Leaders of Bosnia-Herzegovina’s Croatian minority have abruptly rejected a U.S.-brokered proposal for political union with Bosnia’s Muslims, dealing a setback to the Clinton Administration’s plans for a negotiated peace in the divided republic, officials said Wednesday.

However, Croatian and Muslim military leaders agreed to halt the fighting between their forces in Mostar and other central Bosnian towns, giving U.S. diplomats hope that political talks can get back on track.

The idea of a new republic that would join Bosnia’s Muslims and its Roman Catholic Croats has become the center of U.S. negotiating efforts in the former Yugoslav republic, and the Croats’ rejection of the idea left U.S. diplomats scrambling.


The diplomatic flurry reflected a new reality in the Bosnian imbroglio: After months of standing on the sidelines, the United States has suddenly replaced Europe as the main broker for any peace deal.

Secretary of State Warren Christopher strongly endorsed the proposed Muslim-Croatian combination, telling the Senate Foreign Relations Committee that the idea has “many, many advantages.”

“If they could get together, it would make for a more viable state,” Christopher said, adding that it would also make the job of international peacekeepers--including U.S. troops, if and when they are deployed to enforce a peace accord--much easier. “I don’t know whether that will happen, but it is certainly part of the peace initiative that we want to promote with as much encouragement as we can,” he said.

An earlier, European-designed peace plan would have divided Bosnia into three provinces--one for each of the country’s main ethnic-religious groups--the Muslims, the Croats and the Eastern Orthodox Serbs.

The prime minister of the Muslim-led Bosnian government, Haris Silajdzic, said that he is bitter about the Bosnian Croats’ sudden turnabout and charged that they are being manipulated by both neighboring Croatia and Serbia.

“They agreed and they backed away, probably because there was a consultation (by Croatia) with Belgrade,” the Serbian and Yugoslav capital, he said.


“We have been talking to them for months” to prevent the division of Bosnia in three parts, “but we are not able to convince them,” he said. “Frankly, I do not know where we go from here.”

U.S. officials said Charles E. Redman, the State Department’s special negotiator for Bosnia, is trying to persuade the Croats to return to talks.

One senior official, sending a pointed message to Croatia, said the United States could seek U.N. economic sanctions against Zagreb if it obstructs a solution in Bosnia.

The U.N. Security Council is already considering sanctions against Croatia because the republic has sent more than 5,000 troops into Bosnia to reinforce Bosnian Croat forces there.

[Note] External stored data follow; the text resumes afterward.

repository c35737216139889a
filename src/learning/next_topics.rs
use serde::Serialize;

use crate::learning::Difficulty;

pub const MAX_SUGGESTIONS: usize = 5;

#[derive(Debug, Clone, PartialEq, Serialize, utoipa::ToSchema)]
pub struct TopicSuggestion {
    pub topic: String,
    pub difficulty: Difficulty,
    pub reason: String,
}

struct FollowUp {
    studied: &'static str,
    /// Already covered when any title mentions this.
    covered: &'static str,
    topic: &'static str,
    difficulty: Difficulty,
    reason: &'static str,
}

static FOLLOW_UPS: &[FollowUp] = &[
    FollowUp {
        studied: "python",
        covered: "web",
        topic: "Web Development with Python",
        difficulty: Difficulty::Medium,
        reason: "Build on your Python knowledge",
    },
    FollowUp {
        studied: "javascript",
        covered: "react",
        topic: "React.js Fundamentals",
        difficulty: Difficulty::Medium,
        reason: "Advance your JavaScript skills",
    },
];

static STARTERS: &[(&str, &str)] = &[
    ("Introduction to Programming", "Perfect starting point"),
    ("Python Basics", "Popular and beginner-friendly"),
];

/// Suggests what to learn next from the titles of the modules a learner has.
///
/// Learners without modules get the starter topics.
pub fn next_topics<S: AsRef<str>>(titles: &[S]) -> Vec<TopicSuggestion> {
    if titles.is_empty() {
        return STARTERS
            .iter()
            .map(|(topic, reason)| TopicSuggestion {
                topic: topic.to_string(),
                difficulty: Difficulty::Easy,
                reason: reason.to_string(),
            })
            .collect();
    }

    let titles: Vec<String> = titles.iter().map(|t| t.as_ref().to_lowercase()).collect();
    let mentions = |word: &str| titles.iter().any(|t| t.contains(word));

    FOLLOW_UPS
        .iter()
        .filter(|f| mentions(f.studied) && !mentions(f.covered))
        .take(MAX_SUGGESTIONS)
        .map(|f| TopicSuggestion {
            topic: f.topic.to_string(),
            difficulty: f.difficulty,
            reason: f.reason.to_string(),
        })
        .collect()
}

#[cfg(test)]
mod test {
    use super::*;

    fn topics(titles: &[&str]) -> Vec<String> {
        next_topics(titles).into_iter().map(|s| s.topic).collect()
    }

    #[test]
    fn newcomers_get_starters() {
        let suggestions = next_topics::<&str>(&[]);
        assert_eq!(suggestions.len(), 2);
        assert!(suggestions.iter().all(|s| s.difficulty == Difficulty::Easy));
        assert_eq!(suggestions[0].topic, "Introduction to Programming");
    }

    #[test]
    fn follow_ups_depend_on_titles() {
        assert_eq!(topics(&["Python Lists"]), ["Web Development with Python"]);
        assert_eq!(topics(&["JavaScript Closures"]), ["React.js Fundamentals"]);
        assert_eq!(
            topics(&["python basics", "Intro to JAVASCRIPT"]),
            ["Web Development with Python", "React.js Fundamentals"]
        );
    }

    #[test]
    fn covered_topics_are_skipped() {
        assert!(topics(&["Python Lists", "Python for the Web"]).is_empty());
        assert!(topics(&["JavaScript", "React Hooks"]).is_empty());
        assert!(topics(&["Medieval History"]).is_empty());
    }
}
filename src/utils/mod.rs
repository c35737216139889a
pub mod signal;
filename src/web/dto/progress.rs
use serde::Serialize;

use crate::model::entity::ModuleProgressRow;

#[derive(Debug, Serialize, utoipa::ToSchema)]
pub struct ProgressSummary {
    pub email: String,
    pub total_modules: i64,
    pub quizzes_taken: i64,
    pub average_score: Option<f64>,
    pub best_score: Option<f64>,
    /// Most recent modules first.
    pub modules: Vec<ModuleProgressRow>,
}
mod common;
use axum::http::StatusCode;
use serde_json::{Value, json};

use crate::common::{
    Action, Flow, STUB_CORRECT_ANSWER, generate_action, module_path, setup_server, setup_test_db,
    signed_in,
};

fn json_body(body: &str) -> Value {
    serde_json::from_str(body).expect("Invalid body format")
}

fn submit(answers: Value) -> Action {
    Action::new("submit", "POST", "")
        .with_dyn_path(module_path("module", "/quiz/submit"))
        .with_body(json!({ "answers": answers }))
}

#[tokio::test]
async fn route_quiz_grading_test() {
    let db = setup_test_db().await;
    let mut server = setup_server(&db).await;

    signed_in(Flow::new(), "user", "quiz@example.com")
        .step(generate_action("Python Lists").with_save_as("module"))
        .step(submit(json!({"0": "push()"})).assert_body(|body| {
            let result = json_body(body);
            assert_eq!(result["score"], 0.0);
            assert_eq!(result["feedback"][0]["is_correct"], false);
            assert_eq!(result["feedback"][0]["user_answer"], "push()");
            assert_eq!(result["feedback"][0]["correct_answer"], STUB_CORRECT_ANSWER);
            assert!(result["next_steps"].as_str().unwrap().contains("reviewing"));
        }))
        // recommendation points back at the module itself
        .step(submit(json!({})).assert_body(|body| {
            let result = json_body(body);
            assert_eq!(result["score"], 0.0);
            assert!(result["feedback"][0]["user_answer"].is_null());
            assert!(!result["recommended_module_id"].is_null());
        }))
        // matching is exact
        .step(submit(json!({"0": "APPEND()"})).assert_body(|body| {
            assert_eq!(json_body(body)["correct_answers"], 0);
        }))
        .step(submit(json!({"0": STUB_CORRECT_ANSWER})).assert_body(|body| {
            let result = json_body(body);
            assert_eq!(result["score"], 100.0);
            assert!(result["next_steps"].as_str().unwrap().contains("next topic"));
        }))
        .run(&mut server, db)
        .await;
}

#[tokio::test]
async fn route_quiz_rejects_bad_answers_test() {
    let db = setup_test_db().await;
    let mut server = setup_server(&db).await;

    signed_in(Flow::new(), "user", "badquiz@example.com")
        .step(generate_action("Python Lists").with_save_as("module"))
        .step(submit(json!({"1": "x"})).with_expect(StatusCode::BAD_REQUEST))
        .step(submit(json!({"first": "x"})).with_expect(StatusCode::BAD_REQUEST))
        .step(submit(json!({"0": STUB_CORRECT_ANSWER, " 0": "push()"})).with_expect(StatusCode::BAD_REQUEST))
        .step(submit(json!(["append()"])).with_expect(StatusCode::BAD_REQUEST))
        .step(
            Action::new("no_answers_field", "POST", "")
                .with_dyn_path(module_path("module", "/quiz/submit"))
                .with_body(json!({"0": "append()"}))
                .with_expect(StatusCode::BAD_REQUEST),
        )
        .step(
            Action::new("unknown_module", "POST", "")
                .with_dyn_path(|_| format!("/api/v1/modules/{}/quiz/submit", uuid::Uuid::new_v4()))
                .with_body(json!({"answers": {}}))
                .with_expect(StatusCode::NOT_FOUND),
        )
        .run(&mut server, db)
        .await;
}

#[tokio::test]
async fn route_progress_test() {
    let db = setup_test_db().await;
    let mut server = setup_server(&db).await;

    signed_in(Flow::new(), "user", "progress@example.com")
        .step(
            Action::new("empty_progress", "GET", "/api/v1/progress").assert_body(|body| {
                let progress = json_body(body);
                assert_eq!(progress["email"], "progress@example.com");
                assert_eq!(progress["total_modules"], 0);
                assert_eq!(progress["quizzes_taken"], 0);
                assert!(progress["average_score"].is_null());
            }),
        )
        .step(generate_action("Python Lists").with_save_as("module"))
        .step(generate_action("Python Dicts"))
        .step(submit(json!({"0": "push()"})))
        .step(submit(json!({"0": STUB_CORRECT_ANSWER})))
        .step(
            Action::new("progress", "GET", "/api/v1/progress").assert_body(|body| {
                let progress = json_body(body);
                assert_eq!(progress["total_modules"], 2);
                // only the latest attempt per module counts
                assert_eq!(progress["quizzes_taken"], 1);
                assert_eq!(progress["average_score"], 100.0);
                assert_eq!(progress["best_score"], 100.0);

                let modules = progress["modules"].as_array().unwrap();
                assert_eq!(modules.len(), 2);
                assert_eq!(modules[0]["title"], "Python Dicts");
                assert_eq!(modules[0]["attempts"], 0);
                assert_eq!(modules[1]["title"], "Python Lists");
                assert_eq!(modules[1]["attempts"], 2);
                assert_eq!(modules[1]["quiz_score"], 100.0);
            }),
        )
        .step(
            Action::new("delete", "DELETE", "").with_dyn_path(module_path("module", "")),
        )
        .step(
            Action::new("progress_after_delete", "GET", "/api/v1/progress").assert_body(|body| {
                let progress = json_body(body);
                assert_eq!(progress["total_modules"], 1);
                assert_eq!(progress["quizzes_taken"], 0);
            }),
        )
        .run(&mut server, db)
        .await;
}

The military truce was signed at the U.N. peacekeeping force base at Zagreb’s airport by Rasim Delic, the Bosnian government’s military commander, and Ante Roso, chief of the Bosnian Croat military forces.

In addition to the cease-fire, the two forces agreed to position U.N. peacekeepers in sensitive areas, withdraw artillery from front-line areas and establish a joint truce-monitoring commission.


The Muslim-led Bosnian government and the Bosnian Croats fought as allies when Serbian-backed forces rebelled against the Sarajevo government in April, 1992, but they later began fighting over land that their two communities shared.

Christopher told the Senate committee that he still opposes the idea that this week’s success in forcing a withdrawal of artillery around Sarajevo should be followed by similar operations in other towns.

“I would emphasize that each of the safe areas in Bosnia is quite distinctive and quite different and you cannot put a template down on them and have one technique be useful in other areas,” he said.

However, he added that the North Atlantic Treaty Organization is moving ahead with plans to stop Serbian rebel shelling of the airport at Tuzla in northeastern Bosnia and to move new peacekeeping troops to the Serbian-besieged town of Srebrenica in eastern Bosnia.

NATO agreed to undertake those missions at its meeting in Brussels last month.